I truly believed this was just the season. That eventually I’d get a second to breathe.
One night, my daughter came to me and asked,
“Mommy, what is stress?”
I explained it in the simplest way I could:
“Stress is when your body feels tight or worried because it’s carrying too much at once.”
She thought for a moment and said,
“I think I have that.”
That stopped me cold.
It forced me to realize something I hadn’t wanted to face: I wasn’t the only one burned out.
The next day, I cancelled everything.
My husband stayed home from work.
We wore cozy clothes.
We had hot drinks and comfort food.
We laid around together, did nothing productive, and just… breathed.
It wasn’t a solution to everything but it was a reset we desperately needed.
Burnout isn’t a personal failure. And it isn’t invisible to our kids.
Sometimes the most responsible thing you can do is pause.
3. You don’t have to lose yourself — or your relationship — to be a good parent
One night, my parents kept the kids so my husband and I could have a date night.
When the house went quiet, we just stood there — unsure what to do next.
We didn’t know where to go.
We didn’t know what we felt like doing.
We realized how long it had been since we’d thought about ourselves outside of parenting.
So we stayed home.
We ate snacks. We talked. We remembered how we used to date — what we laughed about, what we enjoyed, who we were before every conversation revolved around logistics and responsibilities.
That reconnection felt like fresh air.
It reminded us that:
our marriage matters
our individual identities matter
our kids benefit when we stay connected to ourselves and each other
You don’t have to disappear to be devoted.
A Low-Effort Reset for Burned-Out Parents
If you’re exhausted and overwhelmed, try this:
Cancel one nonessential thing. Just one.
Create one slow day or evening. Cozy clothes count.
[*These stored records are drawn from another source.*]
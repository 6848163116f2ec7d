use crate::{
    ChainageError, Result,
    core::{math::line_seg_closest_point, traits::Real},
    geodesy::{LngLat, distance},
};

/// Returns true if `point` lies inside the polygon `ring` using even-odd ray casting.
///
/// The ring is implicitly closed (last vertex connects back to the first). Rings with fewer than
/// 3 vertices contain nothing and return false.
///
/// # Examples
///
/// ```
/// # use road_chainage::geodesy::LngLat;
/// # use road_chainage::region::is_in_polygon;
/// let square = [
///     LngLat::new(0.0, 0.0),
///     LngLat::new(1.0, 0.0),
///     LngLat::new(1.0, 1.0),
///     LngLat::new(0.0, 1.0),
/// ];
/// assert!(is_in_polygon(LngLat::new(0.5, 0.5), &square));
/// assert!(!is_in_polygon(LngLat::new(1.5, 0.5), &square));
/// assert!(!is_in_polygon(LngLat::new(0.5, 0.5), &square[..2]));
/// ```
pub fn is_in_polygon<T>(point: LngLat<T>, ring: &[LngLat<T>]) -> bool
where
    T: Real,
{
    if ring.len() < 3 {
        return false;
    }

    let mut crossings = 0usize;
    let mut prev = ring[ring.len() - 1];
    for &curr in ring {
        let (start, end) = (prev, curr);
        prev = curr;

        let spans = (point.lat >= start.lat && point.lat < end.lat)
            || (point.lat >= end.lat && point.lat < start.lat);
        if !spans {
            continue;
        }

        let cross_lng =
            start.lng - (start.lng - end.lng) * (start.lat - point.lat) / (start.lat - end.lat);
        if cross_lng < point.lng {
            crossings += 1;
        }
    }

    crossings % 2 != 0
}

/// Same as [is_in_polygon] but rejects rings with fewer than 3 vertices.
///
/// # Examples
///
/// ```
/// # use road_chainage::{ChainageError, geodesy::LngLat, region::try_is_in_polygon};
/// let line = [LngLat::new(0.0, 0.0), LngLat::new(1.0, 0.0)];
/// assert_eq!(
///     try_is_in_polygon(LngLat::new(0.5, 0.0), &line),
///     Err(ChainageError::InsufficientVertices { required: 3, found: 2 })
/// );
/// ```
pub fn try_is_in_polygon<T>(point: LngLat<T>, ring: &[LngLat<T>]) -> Result<bool>
where
    T: Real,
{
    if ring.len() < 3 {
        return Err(ChainageError::InsufficientVertices {
            required: 3,
            found: ring.len(),
        });
    }

    Ok(is_in_polygon(point, ring))
}

/// Minimum distance in meters from `point` to the boundary of the closed `ring`.
///
/// The closest point on each edge is found in degree space and then measured with
/// [distance](crate::geodesy::distance). A single vertex ring measures the distance to that
/// vertex, an empty ring returns `-1`. Containment is not considered, a point inside the ring still
/// reports its distance to the nearest edge.
pub fn distance_to_polygon<T>(point: LngLat<T>, ring: &[LngLat<T>]) -> T
where
    T: Real,
{
    let Some(&last) = ring.last() else {
        return -T::one();
    };

    let target = point.pos();
    let mut prev = last;
    let mut min_dist = <T as Real>::max_value();
    for &curr in ring {
        let closest = line_seg_closest_point(prev.pos(), curr.pos(), target);
        let dist = distance(point, LngLat::from_vector2(closest));
        if dist < min_dist {
            min_dist = dist;
        }
        prev = curr;
    }

    min_dist
}
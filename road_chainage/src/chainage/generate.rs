use super::{
    Station, StationOptions,
    internal::{
        emit::StationEmitter,
        resample::{resample, resample_interval},
        segment::segment_route,
    },
};
use crate::{
    ChainageError, Result,
    core::traits::Real,
    geodesy::{LngLat, distance, path_length},
};

/// Generate stations every `interval` meters along `points` starting at chainage 0.
///
/// Shorthand for [stations_opt] with [StationOptions::new].
///
/// # Examples
///
/// ```
/// # use road_chainage::chainage::stations;
/// # use road_chainage::geodesy::LngLat;
/// let route = [LngLat::new(116.4074, 39.9042), LngLat::new(116.4374, 39.9342)];
/// let result = stations(&route, 100);
/// assert_eq!(result[0].chainage, 0);
/// assert_eq!(result[0].pos, route[0]);
/// let last = result.last().unwrap();
/// assert_eq!(last.chainage, 4209);
/// assert_eq!(last.pos, route[1]);
/// ```
pub fn stations<T>(points: &[LngLat<T>], interval: i32) -> Vec<Station<T>>
where
    T: Real,
{
    stations_opt(points, &StationOptions::<T, ()>::new(interval))
}

/// Generate stations along `points` using the `options` given.
///
/// The route is first resampled to roughly one point per meter, so time and memory grow linearly
/// with the route length. The dense route is split at the anchors (if at least 2 are given) and
/// each segment is walked emitting stations spaced by `options.interval`. The first station is the
/// route start with `options.start_chainage`, every segment ends with a station at its end point.
///
/// Returns an empty list if `points` has fewer than 2 distinct points.
pub fn stations_opt<T, D>(points: &[LngLat<T>], options: &StationOptions<T, D>) -> Vec<Station<T>>
where
    T: Real,
{
    let total_length = path_length(points);
    let interval = resample_interval(total_length);
    let dense = resample(points, interval);
    log::debug!(
        "resampled {} vertices into {} dense points (interval {:?} m, length {:?} m)",
        points.len(),
        dense.len(),
        interval,
        total_length
    );

    let segments = segment_route(&dense, total_length, options);
    log::debug!("split route into {} segments", segments.len());

    let result: Vec<Station<T>> =
        StationEmitter::new(segments, options.interval, options.start_chainage).collect();
    log::debug!("emitted {} stations", result.len());
    result
}

/// Same as [stations_opt] but rejects inputs the lenient version silently degrades on.
///
/// # Errors
///
/// - [ChainageError::InvalidInterval] if `options.interval` is not positive.
/// - [ChainageError::EmptyPolyline] if `points` has fewer than 2 distinct points.
pub fn try_stations_opt<T, D>(
    points: &[LngLat<T>],
    options: &StationOptions<T, D>,
) -> Result<Vec<Station<T>>>
where
    T: Real,
{
    if options.interval <= 0 {
        return Err(ChainageError::InvalidInterval(options.interval));
    }

    if !points.windows(2).any(|w| w[0] != w[1]) {
        return Err(ChainageError::EmptyPolyline);
    }

    Ok(stations_opt(points, options))
}

/// Result of [estimate_chainage].
#[derive(Debug, Copy, Clone, PartialEq)]
pub struct ChainageEstimate<T = f64> {
    /// Index of the nearest station in the list searched.
    pub index: usize,
    /// Nearest station.
    pub station: Station<T>,
    /// Distance in meters from the point to the nearest station.
    pub distance: T,
    /// Estimated chainage at the point.
    pub chainage: T,
}

/// Estimate the chainage at `point` from a list of generated `stations`.
///
/// The nearest station is offset by the distance to the point, moving towards the second nearest
/// station's chainage. Returns `None` if fewer than 2 stations are given.
///
/// # Examples
///
/// ```
/// # use road_chainage::chainage::{Station, estimate_chainage};
/// # use road_chainage::geodesy::LngLat;
/// let a: LngLat = LngLat::new(116.0, 39.0);
/// let b = a.destination(90.0, 100.0);
/// let c = b.destination(90.0, 100.0);
/// let list = [Station::new(a, 1000), Station::new(b, 1100), Station::new(c, 1200)];
///
/// let p = a.destination(90.0, 130.0);
/// let estimate = estimate_chainage(p, &list).unwrap();
/// assert_eq!(estimate.index, 1);
/// assert!((estimate.chainage - 1130.0).abs() < 1.0);
/// assert!(estimate_chainage(p, &list[..1]).is_none());
/// ```
pub fn estimate_chainage<T>(
    point: LngLat<T>,
    stations: &[Station<T>],
) -> Option<ChainageEstimate<T>>
where
    T: Real,
{
    if stations.len() < 2 {
        return None;
    }

    let mut nearest: Option<(usize, T)> = None;
    let mut second: Option<(usize, T)> = None;
    for (i, s) in stations.iter().enumerate() {
        let dist = distance(point, s.pos);
        if nearest.is_none_or(|(_, d)| dist < d) {
            second = nearest;
            nearest = Some((i, dist));
        } else if second.is_none_or(|(_, d)| dist < d) {
            second = Some((i, dist));
        }
    }

    let ((index, dist), (second_index, _)) = (nearest?, second?);
    let station = stations[index];
    let toward = stations[second_index].chainage.cmp(&station.chainage);
    let base = T::from(station.chainage)?;
    let chainage = match toward {
        std::cmp::Ordering::Greater => base + dist,
        std::cmp::Ordering::Less => base - dist,
        std::cmp::Ordering::Equal => base,
    };

    Some(ChainageEstimate {
        index,
        station,
        distance: dist,
        chainage,
    })
}
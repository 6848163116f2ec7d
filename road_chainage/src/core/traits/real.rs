use super::FuzzyOrd;
use static_aabb2d_index::IndexableNum;

/// Trait representing a real number (e.g. 1.1, -3.5, etc.) that can be fuzzy compared and ordered.
///
/// All geodesic and chainage functions are generic over this trait, `f64` is the default type
/// parameter everywhere.
pub trait Real:
    num_traits::real::Real
    + num_traits::Bounded
    + FuzzyOrd
    + std::default::Default
    + std::fmt::Debug
    + IndexableNum
    + 'static
{
    /// Construct a value from a `f64` constant (lossy for `f32`).
    #[inline]
    fn constant(value: f64) -> Self {
        Self::from(value).unwrap()
    }

    #[inline]
    fn pi() -> Self {
        Self::constant(std::f64::consts::PI)
    }

    #[inline]
    fn two() -> Self {
        Self::one() + Self::one()
    }

    #[inline]
    fn three() -> Self {
        Self::two() + Self::one()
    }

    #[inline]
    fn full_turn_degrees() -> Self {
        Self::constant(360.0)
    }

    /// Returns true if the value is neither infinite nor NaN.
    #[inline]
    fn is_finite_value(self) -> bool {
        self.to_f64().is_some_and(f64::is_finite)
    }

    #[inline]
    fn is_nan_value(self) -> bool {
        self.to_f64().is_some_and(f64::is_nan)
    }

    #[inline]
    fn min_value() -> Self {
        num_traits::real::Real::min_value()
    }

    #[inline]
    fn max_value() -> Self {
        num_traits::real::Real::max_value()
    }
}

impl Real for f32 {
    #[inline]
    fn constant(value: f64) -> Self {
        value as f32
    }

    #[inline]
    fn pi() -> Self {
        std::f32::consts::PI
    }

    #[inline]
    fn two() -> Self {
        2.0f32
    }

    #[inline]
    fn three() -> Self {
        3.0f32
    }

    #[inline]
    fn full_turn_degrees() -> Self {
        360.0f32
    }

    #[inline]
    fn is_finite_value(self) -> bool {
        self.is_finite()
    }

    #[inline]
    fn is_nan_value(self) -> bool {
        self.is_nan()
    }
}

impl Real for f64 {
    #[inline]
    fn constant(value: f64) -> Self {
        value
    }

    #[inline]
    fn pi() -> Self {
        std::f64::consts::PI
    }

    #[inline]
    fn two() -> Self {
        2.0f64
    }

    #[inline]
    fn three() -> Self {
        3.0f64
    }

    #[inline]
    fn full_turn_degrees() -> Self {
        360.0f64
    }

    #[inline]
    fn is_finite_value(self) -> bool {
        self.is_finite()
    }

    #[inline]
    fn is_nan_value(self) -> bool {
        self.is_nan()
    }
}
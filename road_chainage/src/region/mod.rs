//! Polygon containment, point to polyline proximity, line buffers and track coverage.
//!
//! Proximity functions follow a sentinel contract: `-1` is returned when a distance cannot be
//! measured. The `try_*` variants report the failure as a [ChainageError](crate::ChainageError)
//! instead.
mod buffer;
mod coverage;
mod polygon;
mod proximity;

pub use buffer::*;
pub use coverage::*;
pub use polygon::*;
pub use proximity::*;
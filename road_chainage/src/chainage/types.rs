use super::station_to_str;
use crate::{
    core::traits::Real,
    geodesy::{LngLat, path_length},
};
use std::fmt;

#[cfg(feature = "serde")]
use serde::{Deserialize, Serialize};

/// A station marker, a point on the route annotated with its chainage in meters.
///
/// Stations are produced in traversal order, which is not necessarily increasing chainage order.
#[cfg_attr(
    feature = "serde",
    derive(Serialize, Deserialize),
    serde(rename_all = "camelCase")
)]
#[derive(Debug, Copy, Clone, Default, PartialEq)]
pub struct Station<T = f64> {
    pub pos: LngLat<T>,
    /// Chainage (meters along the route).
    pub chainage: i32,
}

impl<T> Station<T>
where
    T: Real,
{
    #[inline]
    pub fn new(pos: LngLat<T>, chainage: i32) -> Self {
        Station { pos, chainage }
    }
}

impl<T> fmt::Display for Station<T>
where
    T: fmt::Display,
{
    fn fmt(&self, f: &mut fmt::Formatter<'_>) -> fmt::Result {
        write!(f, "{} ({})", station_to_str(self.chainage, "+"), self.pos)
    }
}

/// Externally surveyed point with a known chainage used to pin the generated stations.
///
/// Anchors are expected in route order but do not need to lie exactly on the route, each one is
/// snapped to the nearest dense route point. `payload` carries arbitrary caller data along.
#[cfg_attr(
    feature = "serde",
    derive(Serialize, Deserialize),
    serde(rename_all = "camelCase")
)]
#[derive(Debug, Copy, Clone, Default, PartialEq)]
pub struct Anchor<T = f64, D = ()> {
    pub pos: LngLat<T>,
    pub chainage: i32,
    pub payload: D,
}

impl<T> Anchor<T, ()>
where
    T: Real,
{
    #[inline]
    pub fn new(pos: LngLat<T>, chainage: i32) -> Self {
        Anchor {
            pos,
            chainage,
            payload: (),
        }
    }
}

impl<T, D> Anchor<T, D>
where
    T: Real,
{
    #[inline]
    pub fn with_payload(pos: LngLat<T>, chainage: i32, payload: D) -> Self {
        Anchor {
            pos,
            chainage,
            payload,
        }
    }
}

/// Contiguous run of dense route points with the chainage range assigned to it.
///
/// `points` borrows from the dense sequence, consecutive segments share their boundary point.
#[derive(Debug, Copy, Clone, PartialEq)]
pub struct StationSegment<'a, T = f64> {
    pub points: &'a [LngLat<T>],
    /// Index of `points[0]` in the dense sequence.
    pub start_index: usize,
    pub start_chainage: i32,
    pub end_chainage: i32,
}

impl<'a, T> StationSegment<'a, T>
where
    T: Real,
{
    /// Signed chainage length (`end_chainage - start_chainage`), negative for a decreasing
    /// segment.
    #[inline]
    pub fn length(&self) -> i32 {
        self.end_chainage.saturating_sub(self.start_chainage)
    }

    /// Geodesic length in meters of the segment's points.
    #[inline]
    pub fn path_length(&self) -> T {
        path_length(self.points)
    }

    /// Index of the last point in the dense sequence.
    #[inline]
    pub fn end_index(&self) -> usize {
        self.start_index + self.points.len().saturating_sub(1)
    }
}
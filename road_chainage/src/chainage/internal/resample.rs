use crate::{
    core::{
        math::{ceil_to_i32, round_to},
        traits::Real,
    },
    geodesy::{LngLat, azimuth, destination, distance, path_length},
};

/// Dense sampling interval in meters for a route of `total_length` meters.
///
/// One third of the route length, capped at 1 meter and rounded to 4 decimal places below that.
///
/// # Examples
///
/// ```
/// # use road_chainage::chainage::internal::resample::resample_interval;
/// assert_eq!(resample_interval(4208.7), 1.0);
/// assert_eq!(resample_interval(1.0), 0.3333);
/// assert_eq!(resample_interval(0.0), 0.0);
/// ```
pub fn resample_interval<T>(total_length: T) -> T
where
    T: Real,
{
    let interval = total_length / T::three();
    if interval > T::one() {
        T::one()
    } else {
        round_to(interval, 4)
    }
}

/// Densify `points` using [resample_interval] of the route length.
///
/// Produces roughly one point per meter for routes longer than 3 meters.
pub fn densify<T>(points: &[LngLat<T>]) -> Vec<LngLat<T>>
where
    T: Real,
{
    resample(points, resample_interval(path_length(points)))
}

/// Resample `points` so consecutive output points are at most `interval` meters apart.
///
/// Every distinct input vertex is copied verbatim into the output, coincident consecutive input
/// vertices are collapsed. Between vertices the walk repeatedly steps `interval` meters from the
/// last sample towards the segment end, accumulating the traveled distance (rounded to millimeters)
/// until it reaches the segment length. The sample that reaches or passes the segment length is
/// not emitted, the end vertex is appended instead. This differs from a plain step-then-append
/// walk, which keeps the overshooting sample and so places one point beyond the end vertex right
/// before it.
///
/// A non-positive `interval` copies the distinct vertices without sampling between them.
pub fn resample<T>(points: &[LngLat<T>], interval: T) -> Vec<LngLat<T>>
where
    T: Real,
{
    let Some(&first) = points.first() else {
        return Vec::new();
    };

    let mut dense = Vec::with_capacity(points.len());
    dense.push(first);
    let mut prev = first;

    for &curr in &points[1..] {
        if curr == prev {
            continue;
        }

        if interval > T::zero() {
            sample_segment(prev, curr, interval, &mut dense);
        }

        if dense.last() != Some(&curr) {
            dense.push(curr);
        }
        prev = curr;
    }

    dense
}

fn sample_segment<T>(start: LngLat<T>, end: LngLat<T>, interval: T, dense: &mut Vec<LngLat<T>>)
where
    T: Real,
{
    let seg_length = distance(start, end);
    let max_steps = ceil_to_i32(seg_length / interval).max(0) as usize + 1;

    let mut traveled = T::zero();
    let mut last = start;
    for _ in 0..max_steps {
        let sample = destination(last, azimuth(last, end), interval);
        let step = distance(last, sample);
        let rounded = round_to(step, 3);
        let advance = if rounded > T::zero() { rounded } else { step };
        if advance <= T::zero() {
            break;
        }

        traveled = traveled + advance;
        if traveled >= seg_length {
            break;
        }

        if dense.last() != Some(&sample) {
            dense.push(sample);
        }
        last = sample;
    }
}
//! Station (chainage) generation along a route.
//!
//! A route is a polyline of [LngLat](crate::geodesy::LngLat) points. [stations_opt] turns it into
//! an ordered list of [Station] markers spaced by a fixed chainage interval, optionally pinned to
//! surveyed [Anchor] points. Chainage values are whole meters and format as `K<km>+<m>` text
//! through [station_to_str].
pub mod internal;

mod format;
mod generate;
mod options;
mod types;

pub use format::*;
pub use generate::*;
pub use options::*;
pub use types::*;
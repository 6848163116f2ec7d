//! Internal stages of the station pipeline made public for benchmarking and testing purposes.
//!
//! Not expected to be used directly, [stations_opt](super::stations_opt) chains them together:
//! [resample] densifies the route, [segment] splits it at the anchors (using [locate]) and [emit]
//! walks the segments producing stations.
pub mod emit;
pub mod locate;
pub mod resample;
pub mod segment;
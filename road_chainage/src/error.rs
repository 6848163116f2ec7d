use thiserror::Error;

/// Errors returned by the strict (`try_*` and `parse_*`) entry points.
///
/// The lenient functions never fail, they return sentinel values (`-1` distances, empty station
/// lists, caller supplied defaults) instead.
#[derive(Debug, Clone, PartialEq, Eq, Error)]
pub enum ChainageError {
    /// Polyline has fewer than 2 distinct points.
    #[error("polyline must contain at least 2 distinct points")]
    EmptyPolyline,

    /// Station interval was zero or negative.
    #[error("station interval must be positive, got {0}")]
    InvalidInterval(i32),

    /// Perpendicular foot could not be computed for the segment starting at `index`.
    #[error("degenerate segment at vertex index {index}")]
    DegenerateSegment { index: usize },

    #[error("malformed station text: {0:?}")]
    MalformedStation(String),

    #[error("at least {required} vertices required, found {found}")]
    InsufficientVertices { required: usize, found: usize },

    #[error("unknown datum: {0:?}")]
    UnknownDatum(String),
}

/// Result alias used by the strict entry points.
pub type Result<T, E = ChainageError> = std::result::Result<T, E>;
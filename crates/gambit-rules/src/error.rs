//! Errors raised while restoring a game from a snapshot.

use gambit_core::{BoardError, Color, Square};

/// Errors that can occur when replaying a [`Snapshot`](crate::Snapshot).
#[derive(Debug, Clone, PartialEq, Eq, thiserror::Error)]
pub enum SnapshotError {
    /// A piece record names a square outside the 8x8 grid.
    #[error("piece record at ({row}, {col}) is off the board")]
    OutOfBounds {
        /// Recorded row.
        row: i8,
        /// Recorded column.
        col: i8,
    },

    /// Two piece records share a square.
    #[error("more than one piece on {square}")]
    SquareTaken {
        /// The contested square.
        square: Square,
    },

    /// The replayed position fails structural validation.
    #[error("invalid position: {0}")]
    Board(#[from] BoardError),

    /// The side that just moved would still be in check.
    #[error("{color} is not to move but is in check")]
    OpponentInCheck {
        /// The side not to move.
        color: Color,
    },
}
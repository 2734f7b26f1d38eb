//! King safety: check, legal-move filtering, checkmate and stalemate.
//!
//! Every candidate move is tried on a scratch copy of the board and piece
//! table. The opponent's destinations are recomputed on the copy and the
//! mover's king square is tested against them. The authoritative state is
//! never touched.

use gambit_core::movegen;
use gambit_core::{Color, PieceId, Square};

use crate::game::{GameState, GameStatus, relocate};

/// Return `true` if `player`'s king stands on a square some live opposing
/// piece can move to.
///
/// A side without a king on the board is never in check.
pub fn is_in_check(state: &GameState, player: Color) -> bool {
    state
        .king_square(player)
        .is_some_and(|king| movegen::attacks_square(state.pieces(), player.flip(), king))
}

/// Return `true` if moving `id` to `to` leaves its own king unattacked.
///
/// `to` is assumed to be one of the piece's pseudo-legal destinations.
pub fn keeps_king_safe(state: &GameState, id: PieceId, to: Square) -> bool {
    let Some(color) = state.pieces().live(id).map(|p| p.color()) else {
        return false;
    };

    let mut board = *state.board();
    let mut pieces = state.pieces().clone();
    relocate(&mut board, &mut pieces, id, to);
    movegen::recompute(&board, &mut pieces, Some(color.flip()));

    pieces
        .king(color)
        .and_then(|k| k.square())
        .is_none_or(|king| !movegen::attacks_square(&pieces, color.flip(), king))
}

/// Return the destinations of `id` that keep its own king safe.
pub fn legal_destinations(state: &GameState, id: PieceId) -> Vec<Square> {
    let Some(piece) = state.pieces().live(id) else {
        return Vec::new();
    };
    piece
        .moves()
        .iter()
        .copied()
        .filter(|&to| keeps_king_safe(state, id, to))
        .collect()
}

/// Return every legal `(piece, destination)` pair for `player`.
pub fn legal_moves(state: &GameState, player: Color) -> Vec<(PieceId, Square)> {
    state
        .pieces()
        .iter_live()
        .filter(|p| p.color() == player)
        .flat_map(|p| {
            let id = p.id();
            legal_destinations(state, id).into_iter().map(move |to| (id, to))
        })
        .collect()
}

/// Return `true` if `player` has at least one legal move. Stops at the
/// first one found.
pub fn has_legal_move(state: &GameState, player: Color) -> bool {
    state
        .pieces()
        .iter_live()
        .filter(|p| p.color() == player)
        .any(|p| p.moves().iter().any(|&to| keeps_king_safe(state, p.id(), to)))
}

/// Return `true` if `player` is in check and no move escapes it.
pub fn is_checkmate(state: &GameState, player: Color) -> bool {
    is_in_check(state, player) && !has_legal_move(state, player)
}

/// Return `true` if `player` is not in check but has no legal move.
pub fn is_stalemate(state: &GameState, player: Color) -> bool {
    !is_in_check(state, player) && !has_legal_move(state, player)
}

/// Classify the position for the side to move.
pub fn evaluate(state: &GameState) -> GameStatus {
    let player = state.current_player();
    match (is_in_check(state, player), has_legal_move(state, player)) {
        (true, true) => GameStatus::Check(player),
        (true, false) => GameStatus::Checkmate(player),
        (false, true) => GameStatus::InProgress,
        (false, false) => GameStatus::Stalemate,
    }
}

#[cfg(test)]
mod tests {
    use super::*;
    use crate::snapshot::{PieceRecord, Snapshot};
    use gambit_core::PieceKind::{self, *};
    use gambit_core::Color::*;

    fn sq(row: i8, col: i8) -> Square {
        Square::new(row, col).unwrap()
    }

    fn game(side_to_move: Color, layout: &[(PieceKind, Color, i8, i8)]) -> GameState {
        let pieces = layout
            .iter()
            .map(|&(kind, color, row, col)| PieceRecord { kind, color, row, col })
            .collect();
        GameState::from_snapshot(&Snapshot { side_to_move, pieces }).unwrap()
    }

    fn id_at(state: &GameState, row: i8, col: i8) -> PieceId {
        state.piece_at(sq(row, col)).unwrap().id()
    }

    #[test]
    fn start_position_is_quiet() {
        let state = GameState::new();
        assert!(!is_in_check(&state, White));
        assert!(!is_in_check(&state, Black));
        assert_eq!(evaluate(&state), GameStatus::InProgress);
    }

    #[test]
    fn rook_on_open_file_gives_check() {
        let state = game(White, &[(King, White, 7, 4), (Rook, Black, 0, 4), (King, Black, 0, 0)]);
        assert!(is_in_check(&state, White));
        assert!(!is_checkmate(&state, White));
        assert_eq!(state.status(), GameStatus::Check(White));
    }

    #[test]
    fn blocker_removes_check() {
        let state = game(
            White,
            &[(King, White, 7, 4), (Bishop, White, 5, 4), (Rook, Black, 0, 4), (King, Black, 0, 0)],
        );
        assert!(!is_in_check(&state, White));
    }

    #[test]
    fn pinned_piece_cannot_leave_the_line() {
        let state = game(
            White,
            &[(King, White, 7, 4), (Knight, White, 6, 4), (Rook, Black, 0, 4), (King, Black, 0, 0)],
        );
        let knight = id_at(&state, 6, 4);
        assert!(!state.piece(knight).unwrap().moves().is_empty());
        assert!(legal_destinations(&state, knight).is_empty());
    }

    #[test]
    fn king_may_not_step_into_attack() {
        let state = game(White, &[(King, White, 7, 4), (Rook, Black, 0, 3), (King, Black, 0, 7)]);
        let king = id_at(&state, 7, 4);
        let moves = legal_destinations(&state, king);
        assert!(!moves.contains(&sq(7, 3)));
        assert!(!moves.contains(&sq(6, 3)));
        assert!(moves.contains(&sq(7, 5)));
    }

    #[test]
    fn capturing_the_checker_escapes() {
        let state = game(
            White,
            &[(King, White, 7, 7), (Queen, Black, 6, 6), (Bishop, White, 5, 5), (King, Black, 0, 7)],
        );
        let bishop = id_at(&state, 5, 5);
        assert!(is_in_check(&state, White));
        assert_eq!(legal_destinations(&state, bishop), vec![sq(6, 6)]);
    }

    #[test]
    fn back_rank_mate() {
        let state = game(
            White,
            &[
                (King, White, 7, 6),
                (Pawn, White, 6, 5),
                (Pawn, White, 6, 6),
                (Pawn, White, 6, 7),
                (Rook, Black, 7, 0),
                (King, Black, 0, 6),
            ],
        );
        assert!(is_checkmate(&state, White));
        assert!(legal_moves(&state, White).is_empty());
        assert_eq!(state.status(), GameStatus::Checkmate(White));
    }

    #[test]
    fn cornered_king_stalemate() {
        let state = game(Black, &[(King, Black, 0, 7), (Queen, White, 2, 6), (King, White, 2, 5)]);
        assert!(!is_in_check(&state, Black));
        assert!(is_stalemate(&state, Black));
        assert_eq!(state.status(), GameStatus::Stalemate);
    }

    #[test]
    fn king_and_pawn_are_not_stalemated() {
        let state = game(Black, &[(King, Black, 0, 0), (King, White, 7, 7), (Pawn, Black, 1, 7)]);
        assert!(!is_stalemate(&state, Black));
        assert!(has_legal_move(&state, Black));
    }
}
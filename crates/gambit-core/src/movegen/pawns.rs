//! Pawn move generation.

use crate::board::Board;
use crate::color::Color;
use crate::piece::PieceSet;
use crate::square::Square;

use super::{Target, target};

/// Generate pseudo-legal pawn destinations.
///
/// Pushes need empty squares; the double push is only available from the
/// home row and needs both squares clear. Diagonals are captures only.
pub(super) fn gen_pawn(board: &Board, pieces: &PieceSet, from: Square, color: Color, out: &mut Vec<Square>) {
    let dir = color.forward();

    if let Some(one) = from.offset(dir, 0)
        && !board.is_occupied(one)
    {
        out.push(one);
        if from.row() == color.pawn_row()
            && let Some(two) = one.offset(dir, 0)
            && !board.is_occupied(two)
        {
            out.push(two);
        }
    }

    for dc in [-1, 1] {
        if let Some(diag) = from.offset(dir, dc)
            && target(board, pieces, color, diag) == Target::Enemy
        {
            out.push(diag);
        }
    }
}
Reconnect without an agenda. With your child, your partner, or yourself.
You’re not falling behind by slowing down.
You’re recalibrating.
Conclusion
If I could speak to my pre-parenting self, I’d tell her this:
You won’t fail because a plan falls apart.
You won’t damage your kids by choosing rest over perfection.
And the moments that matter most won’t look impressive from the outside.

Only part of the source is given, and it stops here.